■ Work to complete: Take each line from the entries that holds "enum" and copy it out.

Dataset entries
══════════════════════════════
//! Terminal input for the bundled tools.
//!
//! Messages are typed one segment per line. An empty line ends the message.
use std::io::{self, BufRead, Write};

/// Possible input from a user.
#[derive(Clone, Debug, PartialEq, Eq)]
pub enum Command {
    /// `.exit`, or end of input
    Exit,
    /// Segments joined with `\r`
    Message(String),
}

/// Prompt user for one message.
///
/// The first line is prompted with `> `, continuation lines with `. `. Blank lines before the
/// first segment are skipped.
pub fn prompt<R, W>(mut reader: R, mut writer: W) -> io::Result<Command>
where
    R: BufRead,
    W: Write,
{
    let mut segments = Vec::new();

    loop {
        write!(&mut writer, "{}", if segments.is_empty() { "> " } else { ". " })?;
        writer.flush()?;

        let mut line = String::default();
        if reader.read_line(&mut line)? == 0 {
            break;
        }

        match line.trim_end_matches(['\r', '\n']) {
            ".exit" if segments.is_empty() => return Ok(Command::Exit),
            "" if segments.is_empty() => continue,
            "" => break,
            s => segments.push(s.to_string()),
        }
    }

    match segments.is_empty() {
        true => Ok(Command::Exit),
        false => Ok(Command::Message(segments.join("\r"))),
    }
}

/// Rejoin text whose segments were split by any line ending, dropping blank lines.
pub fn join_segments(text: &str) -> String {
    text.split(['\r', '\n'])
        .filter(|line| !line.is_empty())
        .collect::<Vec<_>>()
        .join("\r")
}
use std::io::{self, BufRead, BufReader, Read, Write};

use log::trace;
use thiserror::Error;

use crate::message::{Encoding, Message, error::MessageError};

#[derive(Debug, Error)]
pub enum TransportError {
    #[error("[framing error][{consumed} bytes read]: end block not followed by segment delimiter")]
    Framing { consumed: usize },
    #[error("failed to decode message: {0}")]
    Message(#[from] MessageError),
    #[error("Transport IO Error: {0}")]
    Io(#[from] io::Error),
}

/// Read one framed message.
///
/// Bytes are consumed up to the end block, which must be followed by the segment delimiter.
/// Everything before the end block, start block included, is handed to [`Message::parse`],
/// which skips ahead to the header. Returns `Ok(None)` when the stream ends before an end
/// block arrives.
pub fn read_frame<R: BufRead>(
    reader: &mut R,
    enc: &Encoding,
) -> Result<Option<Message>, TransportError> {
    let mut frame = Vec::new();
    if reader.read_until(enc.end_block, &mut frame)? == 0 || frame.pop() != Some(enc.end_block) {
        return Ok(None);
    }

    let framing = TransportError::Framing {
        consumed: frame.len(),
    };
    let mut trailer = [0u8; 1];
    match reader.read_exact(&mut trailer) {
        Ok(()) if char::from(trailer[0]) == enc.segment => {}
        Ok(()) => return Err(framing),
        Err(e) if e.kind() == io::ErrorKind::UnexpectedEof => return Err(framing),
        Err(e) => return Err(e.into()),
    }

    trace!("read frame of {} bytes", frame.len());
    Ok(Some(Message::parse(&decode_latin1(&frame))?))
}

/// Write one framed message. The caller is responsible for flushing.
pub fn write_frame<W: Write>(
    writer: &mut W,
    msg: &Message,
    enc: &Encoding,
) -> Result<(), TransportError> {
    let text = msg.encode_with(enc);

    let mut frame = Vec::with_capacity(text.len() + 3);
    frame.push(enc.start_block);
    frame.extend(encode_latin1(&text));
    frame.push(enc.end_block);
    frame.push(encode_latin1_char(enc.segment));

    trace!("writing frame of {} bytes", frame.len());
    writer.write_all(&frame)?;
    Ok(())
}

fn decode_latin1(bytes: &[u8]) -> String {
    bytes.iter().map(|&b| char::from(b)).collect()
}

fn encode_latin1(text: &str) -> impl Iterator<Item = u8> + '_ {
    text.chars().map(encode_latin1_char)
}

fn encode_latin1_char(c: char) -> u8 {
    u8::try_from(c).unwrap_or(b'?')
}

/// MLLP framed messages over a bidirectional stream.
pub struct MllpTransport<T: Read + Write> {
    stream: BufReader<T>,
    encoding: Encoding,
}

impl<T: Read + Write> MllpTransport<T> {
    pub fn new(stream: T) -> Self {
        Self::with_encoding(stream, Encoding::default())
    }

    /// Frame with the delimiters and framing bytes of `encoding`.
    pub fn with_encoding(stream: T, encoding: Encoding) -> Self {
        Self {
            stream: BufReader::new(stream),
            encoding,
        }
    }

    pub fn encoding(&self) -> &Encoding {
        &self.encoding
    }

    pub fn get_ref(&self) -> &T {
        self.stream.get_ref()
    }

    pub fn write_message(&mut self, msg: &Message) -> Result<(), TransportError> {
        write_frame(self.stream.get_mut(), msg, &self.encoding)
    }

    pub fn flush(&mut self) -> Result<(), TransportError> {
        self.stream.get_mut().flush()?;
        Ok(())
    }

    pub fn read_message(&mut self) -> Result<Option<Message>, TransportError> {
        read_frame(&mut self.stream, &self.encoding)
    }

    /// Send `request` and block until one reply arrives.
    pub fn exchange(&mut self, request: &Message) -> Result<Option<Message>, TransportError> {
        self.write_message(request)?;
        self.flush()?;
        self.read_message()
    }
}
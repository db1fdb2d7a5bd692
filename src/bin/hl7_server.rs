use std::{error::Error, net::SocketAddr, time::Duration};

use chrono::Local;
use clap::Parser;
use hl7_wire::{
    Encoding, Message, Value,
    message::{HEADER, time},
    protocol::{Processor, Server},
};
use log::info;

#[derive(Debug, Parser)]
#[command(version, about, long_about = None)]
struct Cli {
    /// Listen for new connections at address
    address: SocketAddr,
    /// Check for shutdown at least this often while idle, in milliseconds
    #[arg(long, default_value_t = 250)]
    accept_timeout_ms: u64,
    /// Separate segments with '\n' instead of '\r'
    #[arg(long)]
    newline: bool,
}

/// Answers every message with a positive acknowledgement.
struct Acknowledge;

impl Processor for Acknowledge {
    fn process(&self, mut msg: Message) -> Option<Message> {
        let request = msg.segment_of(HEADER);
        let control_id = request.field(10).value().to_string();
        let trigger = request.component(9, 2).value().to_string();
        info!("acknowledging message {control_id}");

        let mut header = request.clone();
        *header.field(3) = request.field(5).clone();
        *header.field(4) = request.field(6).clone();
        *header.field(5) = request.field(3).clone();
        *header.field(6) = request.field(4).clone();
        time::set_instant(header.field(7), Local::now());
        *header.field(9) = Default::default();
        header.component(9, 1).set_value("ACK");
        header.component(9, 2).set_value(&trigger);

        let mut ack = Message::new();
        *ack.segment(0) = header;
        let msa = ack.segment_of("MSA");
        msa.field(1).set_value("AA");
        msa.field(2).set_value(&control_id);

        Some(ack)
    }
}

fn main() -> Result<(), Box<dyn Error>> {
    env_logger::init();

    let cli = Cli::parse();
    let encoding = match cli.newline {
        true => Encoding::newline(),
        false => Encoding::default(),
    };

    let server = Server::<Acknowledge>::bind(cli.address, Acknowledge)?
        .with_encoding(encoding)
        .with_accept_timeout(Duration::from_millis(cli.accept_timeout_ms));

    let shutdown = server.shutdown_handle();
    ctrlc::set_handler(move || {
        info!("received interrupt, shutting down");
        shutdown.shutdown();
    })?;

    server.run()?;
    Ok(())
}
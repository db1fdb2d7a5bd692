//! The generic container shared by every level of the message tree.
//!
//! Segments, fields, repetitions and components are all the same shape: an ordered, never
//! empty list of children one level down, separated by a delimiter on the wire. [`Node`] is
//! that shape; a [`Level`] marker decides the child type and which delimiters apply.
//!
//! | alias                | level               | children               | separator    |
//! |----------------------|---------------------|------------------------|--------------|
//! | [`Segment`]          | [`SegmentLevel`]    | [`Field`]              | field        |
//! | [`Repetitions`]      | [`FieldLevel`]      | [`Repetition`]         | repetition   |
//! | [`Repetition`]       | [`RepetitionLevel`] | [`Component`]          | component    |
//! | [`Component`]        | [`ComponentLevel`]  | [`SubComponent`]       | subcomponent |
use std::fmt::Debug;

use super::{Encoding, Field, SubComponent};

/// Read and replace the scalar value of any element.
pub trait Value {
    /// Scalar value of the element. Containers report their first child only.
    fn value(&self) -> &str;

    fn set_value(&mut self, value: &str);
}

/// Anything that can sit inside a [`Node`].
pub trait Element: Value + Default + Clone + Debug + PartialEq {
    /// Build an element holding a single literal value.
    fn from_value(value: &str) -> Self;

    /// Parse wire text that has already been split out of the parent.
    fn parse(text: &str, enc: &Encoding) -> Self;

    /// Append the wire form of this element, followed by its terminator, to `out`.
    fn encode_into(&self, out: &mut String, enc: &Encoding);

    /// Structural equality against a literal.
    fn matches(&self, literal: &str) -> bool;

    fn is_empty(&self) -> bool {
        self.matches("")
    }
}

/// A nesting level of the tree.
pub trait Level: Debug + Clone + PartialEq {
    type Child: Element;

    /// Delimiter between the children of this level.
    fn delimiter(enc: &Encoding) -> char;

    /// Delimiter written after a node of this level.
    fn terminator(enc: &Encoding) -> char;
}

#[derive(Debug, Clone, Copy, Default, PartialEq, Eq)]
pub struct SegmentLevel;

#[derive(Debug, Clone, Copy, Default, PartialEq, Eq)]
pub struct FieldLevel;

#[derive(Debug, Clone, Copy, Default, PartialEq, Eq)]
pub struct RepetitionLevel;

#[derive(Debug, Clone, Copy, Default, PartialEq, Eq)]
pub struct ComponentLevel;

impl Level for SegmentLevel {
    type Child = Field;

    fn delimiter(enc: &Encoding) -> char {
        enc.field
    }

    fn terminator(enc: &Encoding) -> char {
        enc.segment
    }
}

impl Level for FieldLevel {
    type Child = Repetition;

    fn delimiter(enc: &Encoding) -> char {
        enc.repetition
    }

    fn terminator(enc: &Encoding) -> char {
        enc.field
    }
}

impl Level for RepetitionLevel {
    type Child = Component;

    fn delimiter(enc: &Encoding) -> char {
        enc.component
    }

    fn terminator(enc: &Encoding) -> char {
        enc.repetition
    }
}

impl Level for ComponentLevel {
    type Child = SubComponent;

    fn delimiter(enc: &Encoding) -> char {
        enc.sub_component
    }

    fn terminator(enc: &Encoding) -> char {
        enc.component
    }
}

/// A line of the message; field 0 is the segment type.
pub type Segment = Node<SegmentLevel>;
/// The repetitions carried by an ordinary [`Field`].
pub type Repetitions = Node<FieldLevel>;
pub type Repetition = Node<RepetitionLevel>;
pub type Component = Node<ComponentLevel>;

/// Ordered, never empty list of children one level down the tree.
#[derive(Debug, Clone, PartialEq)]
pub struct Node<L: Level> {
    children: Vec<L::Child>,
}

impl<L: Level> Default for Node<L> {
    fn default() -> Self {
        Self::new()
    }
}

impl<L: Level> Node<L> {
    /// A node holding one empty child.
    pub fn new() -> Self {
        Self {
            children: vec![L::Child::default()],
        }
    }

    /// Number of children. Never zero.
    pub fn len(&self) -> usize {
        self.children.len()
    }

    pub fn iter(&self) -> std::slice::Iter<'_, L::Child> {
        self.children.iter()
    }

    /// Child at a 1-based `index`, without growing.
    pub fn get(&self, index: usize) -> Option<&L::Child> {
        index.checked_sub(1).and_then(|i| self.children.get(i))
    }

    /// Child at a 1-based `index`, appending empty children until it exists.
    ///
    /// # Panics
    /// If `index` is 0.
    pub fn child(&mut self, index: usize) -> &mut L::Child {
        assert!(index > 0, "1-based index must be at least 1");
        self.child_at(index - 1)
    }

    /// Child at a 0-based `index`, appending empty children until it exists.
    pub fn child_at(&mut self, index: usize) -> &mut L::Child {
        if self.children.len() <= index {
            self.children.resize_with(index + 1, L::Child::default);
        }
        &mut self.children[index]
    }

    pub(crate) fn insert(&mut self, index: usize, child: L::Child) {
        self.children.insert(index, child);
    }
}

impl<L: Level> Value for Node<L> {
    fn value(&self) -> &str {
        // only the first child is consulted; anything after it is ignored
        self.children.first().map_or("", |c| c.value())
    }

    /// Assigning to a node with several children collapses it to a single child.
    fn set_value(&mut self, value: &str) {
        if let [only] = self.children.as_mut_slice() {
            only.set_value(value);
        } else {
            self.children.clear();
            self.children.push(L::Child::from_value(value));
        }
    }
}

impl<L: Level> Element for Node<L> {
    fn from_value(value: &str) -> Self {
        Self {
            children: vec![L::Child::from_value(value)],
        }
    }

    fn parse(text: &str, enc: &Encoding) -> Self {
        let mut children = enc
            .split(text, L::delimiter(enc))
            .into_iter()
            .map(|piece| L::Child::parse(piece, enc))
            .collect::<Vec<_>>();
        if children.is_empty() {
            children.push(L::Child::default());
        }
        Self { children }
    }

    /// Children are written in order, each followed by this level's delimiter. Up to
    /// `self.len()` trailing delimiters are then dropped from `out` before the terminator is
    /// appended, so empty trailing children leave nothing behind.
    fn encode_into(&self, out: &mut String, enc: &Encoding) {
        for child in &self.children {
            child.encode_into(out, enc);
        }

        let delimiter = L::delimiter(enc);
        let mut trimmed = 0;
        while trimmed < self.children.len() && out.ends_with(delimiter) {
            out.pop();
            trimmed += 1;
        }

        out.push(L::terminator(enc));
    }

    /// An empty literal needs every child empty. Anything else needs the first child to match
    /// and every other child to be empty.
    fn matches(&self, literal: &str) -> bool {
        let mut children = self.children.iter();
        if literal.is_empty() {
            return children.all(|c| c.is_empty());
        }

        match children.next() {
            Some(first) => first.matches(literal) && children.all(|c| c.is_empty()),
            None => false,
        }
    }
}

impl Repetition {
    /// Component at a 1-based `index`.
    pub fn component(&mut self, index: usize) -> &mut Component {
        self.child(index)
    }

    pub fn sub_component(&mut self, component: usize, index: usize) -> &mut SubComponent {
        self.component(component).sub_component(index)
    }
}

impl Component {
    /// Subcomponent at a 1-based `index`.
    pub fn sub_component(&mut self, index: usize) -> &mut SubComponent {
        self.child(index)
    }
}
══════════════════════════════
■ Exercise result:
pub enum Command {
pub enum TransportError {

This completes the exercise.